- **TASK OBJECTIVE**
Repeat all entries exactly.

- **RECORDS SUPPLIED**
//! Object key layout.

use std::fmt;

/// The middle segment of a photo key: a real plant id or a temp id for
/// photos taken before a plant exists.
#[derive(Debug, Clone, PartialEq, Eq)]
pub enum PhotoOwner {
    Plant(String),
    /// Identification uploads that may never be attached to a plant.
    /// A storage lifecycle rule can reap `temp-*` prefixes out of band.
    Temp(i64),
}

impl fmt::Display for PhotoOwner {
    fn fmt(&self, f: &mut fmt::Formatter<'_>) -> fmt::Result {
        match self {
            PhotoOwner::Plant(id) => f.write_str(id),
            PhotoOwner::Temp(timestamp_ms) => write!(f, "temp-{}", timestamp_ms),
        }
    }
}

/// Build the object key `{userId}/{plantIdOrTempId}/{kind}-{timestampMs}.jpg`.
pub fn photo_key(user_id: &str, owner: &PhotoOwner, kind: &str, timestamp_ms: i64) -> String {
    format!("{}/{}/{}-{}.jpg", user_id, owner, kind, timestamp_ms)
}

/// Thumbnail key derived from an original key.
pub(crate) fn thumbnail_key(key: &str) -> String {
    match key.rsplit_once('.') {
        Some((stem, ext)) => format!("{}-thumb.{}", stem, ext),
        None => format!("{}-thumb", key),
    }
}

#[cfg(test)]
mod tests {
    use super::*;

    #[test]
    fn test_temp_key_layout() {
        let key = photo_key(
            "5f8a1c2e",
            &PhotoOwner::Temp(1735000000123),
            "identification",
            1735000000123,
        );
        assert_eq!(
            key,
            "5f8a1c2e/temp-1735000000123/identification-1735000000123.jpg"
        );
    }

    #[test]
    fn test_plant_key_layout() {
        let key = photo_key(
            "5f8a1c2e",
            &PhotoOwner::Plant("plant-9".to_string()),
            "progress",
            42,
        );
        assert_eq!(key, "5f8a1c2e/plant-9/progress-42.jpg");
    }

    #[test]
    fn test_thumbnail_key() {
        assert_eq!(thumbnail_key("u/p/health-42.jpg"), "u/p/health-42-thumb.jpg");
        assert_eq!(thumbnail_key("no-extension"), "no-extension-thumb");
    }

    #[test]
    fn test_timestamped_keys_do_not_collide() {
        let a = photo_key("u", &PhotoOwner::Temp(1), "identification", 1);
        let b = photo_key("u", &PhotoOwner::Temp(2), "identification", 2);
        assert_ne!(a, b);
    }
}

- **RESPONSE AREA**
//! Object key layout.

use std::fmt;

/// The middle segment of a photo key: a real plant id or a temp id for
/// photos taken before a plant exists.
#[derive(Debug, Clone, PartialEq, Eq)]
pub enum PhotoOwner {
    Plant(String),
    /// Identification uploads that may never be attached to a plant.
    /// A storage lifecycle rule can reap `temp-*` prefixes out of band.
    Temp(i64),
}

impl fmt::Display for PhotoOwner {
    fn fmt(&self, f: &mut fmt::Formatter<'_>) -> fmt::Result {
        match self {
            PhotoOwner::Plant(id) => f.write_str(id),
            PhotoOwner::Temp(timestamp_ms) => write!(f, "temp-{}", timestamp_ms),
        }
    }
}

/// Build the object key `{userId}/{plantIdOrTempId}/{kind}-{timestampMs}.jpg`.
pub fn photo_key(user_id: &str, owner: &PhotoOwner, kind: &str, timestamp_ms: i64) -> String {
    format!("{}/{}/{}-{}.jpg", user_id, owner, kind, timestamp_ms)
}

/// Thumbnail key derived from an original key.
pub(crate) fn thumbnail_key(key: &str) -> String {
    match key.rsplit_once('.') {
        Some((stem, ext)) => format!("{}-thumb.{}", stem, ext),
        None => format!("{}-thumb", key),
    }
}

#[cfg(test)]
mod tests {
    use super::*;

    #[test]
    fn test_temp_key_layout() {
        let key = photo_key(
            "5f8a1c2e",
            &PhotoOwner::Temp(1735000000123),
            "identification",
            1735000000123,
        );
        assert_eq!(
            key,
            "5f8a1c2e/temp-1735000000123/identification-1735000000123.jpg"
        );
    }

    #[test]
    fn test_plant_key_layout() {
        let key = photo_key(
            "5f8a1c2e",
            &PhotoOwner::Plant("plant-9".to_string()),
            "progress",
            42,
        );
        assert_eq!(key, "5f8a1c2e/plant-9/progress-42.jpg");
    }

    #[test]
    fn test_thumbnail_key() {
        assert_eq!(thumbnail_key("u/p/health-42.jpg"), "u/p/health-42-thumb.jpg");
        assert_eq!(thumbnail_key("no-extension"), "no-extension-thumb");
    }

    #[test]
    fn test_timestamped_keys_do_not_collide() {
        let a = photo_key("u", &PhotoOwner::Temp(1), "identification", 1);
        let b = photo_key("u", &PhotoOwner::Temp(2), "identification", 2);
        assert_ne!(a, b);
    }
}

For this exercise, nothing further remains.